[Instructions to follow] Your answer should consist of each line below that contains the string "else".

[Collection entries]
..........

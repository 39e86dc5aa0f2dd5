use std::cmp::Ordering;
use std::fmt::{Debug, Formatter};
use std::sync::Arc;

/// Shared ordering function used by the persistent collections.
pub type Comparator<K> = Arc<dyn Fn(&K, &K) -> Ordering + Send + Sync>;

type Link<K, V> = Option<Arc<Node<K, V>>>;

struct Node<K, V> {
    key: K,
    value: V,
    left: Link<K, V>,
    right: Link<K, V>,
    height: usize,
    size: usize,
}

/// A persistent sorted map backed by an AVL tree.
///
/// Every update returns a new map that shares all untouched subtrees with the original, so
/// cloning is O(1) and earlier versions are never affected by later inserts or removals.
/// Positional lookups (`index_of`) are O(log n) thanks to per-node subtree sizes.
pub struct ImmutableSortedMap<K, V> {
    root: Link<K, V>,
    comparator: Comparator<K>,
}

impl<K, V> Clone for ImmutableSortedMap<K, V> {
    fn clone(&self) -> Self {
        Self {
            root: self.root.clone(),
            comparator: Arc::clone(&self.comparator),
        }
    }
}

/// Orders keys by their [`Ord`] implementation.
pub fn natural_order<K: Ord + 'static>() -> Comparator<K> {
    Arc::new(|left: &K, right: &K| left.cmp(right))
}

impl<K: Ord + 'static, V> ImmutableSortedMap<K, V> {
    pub fn new() -> Self {
        Self::with_comparator(natural_order())
    }
}

impl<K: Ord + 'static, V> Default for ImmutableSortedMap<K, V> {
    fn default() -> Self {
        Self::new()
    }
}

impl<K, V> ImmutableSortedMap<K, V> {
    pub fn with_comparator(comparator: Comparator<K>) -> Self {
        Self {
            root: None,
            comparator,
        }
    }

    pub fn comparator(&self) -> &Comparator<K> {
        &self.comparator
    }

    pub fn len(&self) -> usize {
        size(&self.root)
    }

    pub fn is_empty(&self) -> bool {
        self.root.is_none()
    }

    pub fn get(&self, key: &K) -> Option<&V> {
        let mut current = self.root.as_deref();
        while let Some(node) = current {
            current = match (self.comparator)(key, &node.key) {
                Ordering::Less => node.left.as_deref(),
                Ordering::Greater => node.right.as_deref(),
                Ordering::Equal => return Some(&node.value),
            };
        }
        None
    }

    pub fn contains_key(&self, key: &K) -> bool {
        self.get(key).is_some()
    }

    /// Position of `key` in iteration order.
    pub fn index_of(&self, key: &K) -> Option<usize> {
        let mut index = 0;
        let mut current = self.root.as_deref();
        while let Some(node) = current {
            current = match (self.comparator)(key, &node.key) {
                Ordering::Less => node.left.as_deref(),
                Ordering::Greater => {
                    index += size(&node.left) + 1;
                    node.right.as_deref()
                }
                Ordering::Equal => return Some(index + size(&node.left)),
            };
        }
        None
    }

    /// Entry at `index` in iteration order.
    pub fn get_index(&self, mut index: usize) -> Option<(&K, &V)> {
        let mut current = self.root.as_deref();
        while let Some(node) = current {
            let left_size = size(&node.left);
            current = match index.cmp(&left_size) {
                Ordering::Less => node.left.as_deref(),
                Ordering::Equal => return Some((&node.key, &node.value)),
                Ordering::Greater => {
                    index -= left_size + 1;
                    node.right.as_deref()
                }
            };
        }
        None
    }

    pub fn first(&self) -> Option<(&K, &V)> {
        let mut node = self.root.as_deref()?;
        while let Some(left) = node.left.as_deref() {
            node = left;
        }
        Some((&node.key, &node.value))
    }

    pub fn last(&self) -> Option<(&K, &V)> {
        let mut node = self.root.as_deref()?;
        while let Some(right) = node.right.as_deref() {
            node = right;
        }
        Some((&node.key, &node.value))
    }

    pub fn iter(&self) -> Iter<'_, K, V> {
        let mut iter = Iter {
            stack: Vec::new(),
            remaining: self.len(),
        };
        iter.push_left(self.root.as_deref());
        iter
    }

    pub fn keys(&self) -> impl Iterator<Item = &K> {
        self.iter().map(|(key, _)| key)
    }

    pub fn values(&self) -> impl Iterator<Item = &V> {
        self.iter().map(|(_, value)| value)
    }
}

impl<K: Clone, V: Clone> ImmutableSortedMap<K, V> {
    /// Returns a map with `key` bound to `value`, replacing any existing binding.
    pub fn insert(&self, key: K, value: V) -> Self {
        Self {
            root: Some(insert_node(&self.root, key, value, &self.comparator)),
            comparator: Arc::clone(&self.comparator),
        }
    }

    /// Returns a map without `key`. Removing an absent key shares the whole tree.
    pub fn remove(&self, key: &K) -> Self {
        if !self.contains_key(key) {
            return self.clone();
        }
        Self {
            root: remove_node(&self.root, key, &self.comparator),
            comparator: Arc::clone(&self.comparator),
        }
    }
}

impl<K: Debug, V: Debug> Debug for ImmutableSortedMap<K, V> {
    fn fmt(&self, f: &mut Formatter<'_>) -> std::fmt::Result {
        f.debug_map().entries(self.iter()).finish()
    }
}

impl<'a, K, V> IntoIterator for &'a ImmutableSortedMap<K, V> {
    type Item = (&'a K, &'a V);
    type IntoIter = Iter<'a, K, V>;

    fn into_iter(self) -> Self::IntoIter {
        self.iter()
    }
}

/// In-order iterator over an [`ImmutableSortedMap`].
pub struct Iter<'a, K, V> {
    stack: Vec<&'a Node<K, V>>,
    remaining: usize,
}

impl<'a, K, V> Iter<'a, K, V> {
    fn push_left(&mut self, mut node: Option<&'a Node<K, V>>) {
        while let Some(current) = node {
            self.stack.push(current);
            node = current.left.as_deref();
        }
    }
}

impl<'a, K, V> Iterator for Iter<'a, K, V> {
    type Item = (&'a K, &'a V);

    fn next(&mut self) -> Option<Self::Item> {
        let node = self.stack.pop()?;
        self.push_left(node.right.as_deref());
        self.remaining -= 1;
        Some((&node.key, &node.value))
    }

    fn size_hint(&self) -> (usize, Option<usize>) {
        (self.remaining, Some(self.remaining))
    }
}

impl<K, V> ExactSizeIterator for Iter<'_, K, V> {}

fn height<K, V>(link: &Link<K, V>) -> usize {
    link.as_ref().map_or(0, |node| node.height)
}

fn size<K, V>(link: &Link<K, V>) -> usize {
    link.as_ref().map_or(0, |node| node.size)
}

fn make<K, V>(key: K, value: V, left: Link<K, V>, right: Link<K, V>) -> Arc<Node<K, V>> {
    Arc::new(Node {
        height: height(&left).max(height(&right)) + 1,
        size: size(&left) + size(&right) + 1,
        key,
        value,
        left,
        right,
    })
}

/// Rebuilds a node whose subtrees differ in height by at most two, restoring the AVL invariant.
fn balance<K: Clone, V: Clone>(
    key: K,
    value: V,
    left: Link<K, V>,
    right: Link<K, V>,
) -> Arc<Node<K, V>> {
    let left_height = height(&left);
    let right_height = height(&right);

    if left_height > right_height + 1 {
        if let Some(pivot) = left.as_deref() {
            if height(&pivot.left) >= height(&pivot.right) {
                let new_right = make(key, value, pivot.right.clone(), right);
                return make(
                    pivot.key.clone(),
                    pivot.value.clone(),
                    pivot.left.clone(),
                    Some(new_right),
                );
            }
            if let Some(inner) = pivot.right.as_deref() {
                let new_left = make(
                    pivot.key.clone(),
                    pivot.value.clone(),
                    pivot.left.clone(),
                    inner.left.clone(),
                );
                let new_right = make(key, value, inner.right.clone(), right);
                return make(
                    inner.key.clone(),
                    inner.value.clone(),
                    Some(new_left),
                    Some(new_right),
                );
            }
        }
    } else if right_height > left_height + 1 {
        if let Some(pivot) = right.as_deref() {
            if height(&pivot.right) >= height(&pivot.left) {
                let new_left = make(key, value, left, pivot.left.clone());
                return make(
                    pivot.key.clone(),
                    pivot.value.clone(),
                    Some(new_left),
                    pivot.right.clone(),
                );
            }
            if let Some(inner) = pivot.left.as_deref() {
                let new_left = make(key, value, left, inner.left.clone());
                let new_right = make(
                    pivot.key.clone(),
                    pivot.value.clone(),
                    inner.right.clone(),
                    pivot.right.clone(),
                );
                return make(
                    inner.key.clone(),
                    inner.value.clone(),
                    Some(new_left),
                    Some(new_right),
                );
            }
        }
    }
    make(key, value, left, right)
}

fn insert_node<K: Clone, V: Clone>(
    link: &Link<K, V>,
    key: K,
    value: V,
    comparator: &Comparator<K>,
) -> Arc<Node<K, V>> {
    let Some(node) = link.as_deref() else {
        return make(key, value, None, None);
    };
    match comparator(&key, &node.key) {
        Ordering::Less => {
            let left = insert_node(&node.left, key, value, comparator);
            balance(
                node.key.clone(),
                node.value.clone(),
                Some(left),
                node.right.clone(),
            )
        }
        Ordering::Greater => {
            let right = insert_node(&node.right, key, value, comparator);
            balance(
                node.key.clone(),
                node.value.clone(),
                node.left.clone(),
                Some(right),
            )
        }
        Ordering::Equal => make(key, value, node.left.clone(), node.right.clone()),
    }
}

fn remove_node<K: Clone, V: Clone>(
    link: &Link<K, V>,
    key: &K,
    comparator: &Comparator<K>,
) -> Link<K, V> {
    let node = link.as_deref()?;
    let rebuilt = match comparator(key, &node.key) {
        Ordering::Less => balance(
            node.key.clone(),
            node.value.clone(),
            remove_node(&node.left, key, comparator),
            node.right.clone(),
        ),
        Ordering::Greater => balance(
            node.key.clone(),
            node.value.clone(),
            node.left.clone(),
            remove_node(&node.right, key, comparator),
        ),
        Ordering::Equal => match (&node.left, &node.right) {
            (None, right) => return right.clone(),
            (left, None) => return left.clone(),
            (left, Some(right)) => {
                let (min_key, min_value, rest) = remove_min(right);
                balance(min_key, min_value, left.clone(), rest)
            }
        },
    };
    Some(rebuilt)
}

fn remove_min<K: Clone, V: Clone>(node: &Arc<Node<K, V>>) -> (K, V, Link<K, V>) {
    match &node.left {
        None => (node.key.clone(), node.value.clone(), node.right.clone()),
        Some(left) => {
            let (key, value, rest) = remove_min(left);
            let rebuilt = balance(
                node.key.clone(),
                node.value.clone(),
                rest,
                node.right.clone(),
            );
            (key, value, Some(rebuilt))
        }
    }
}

..........

[Response for this exercise]
    } else if right_height > left_height + 1 {
    let Some(node) = link.as_deref() else {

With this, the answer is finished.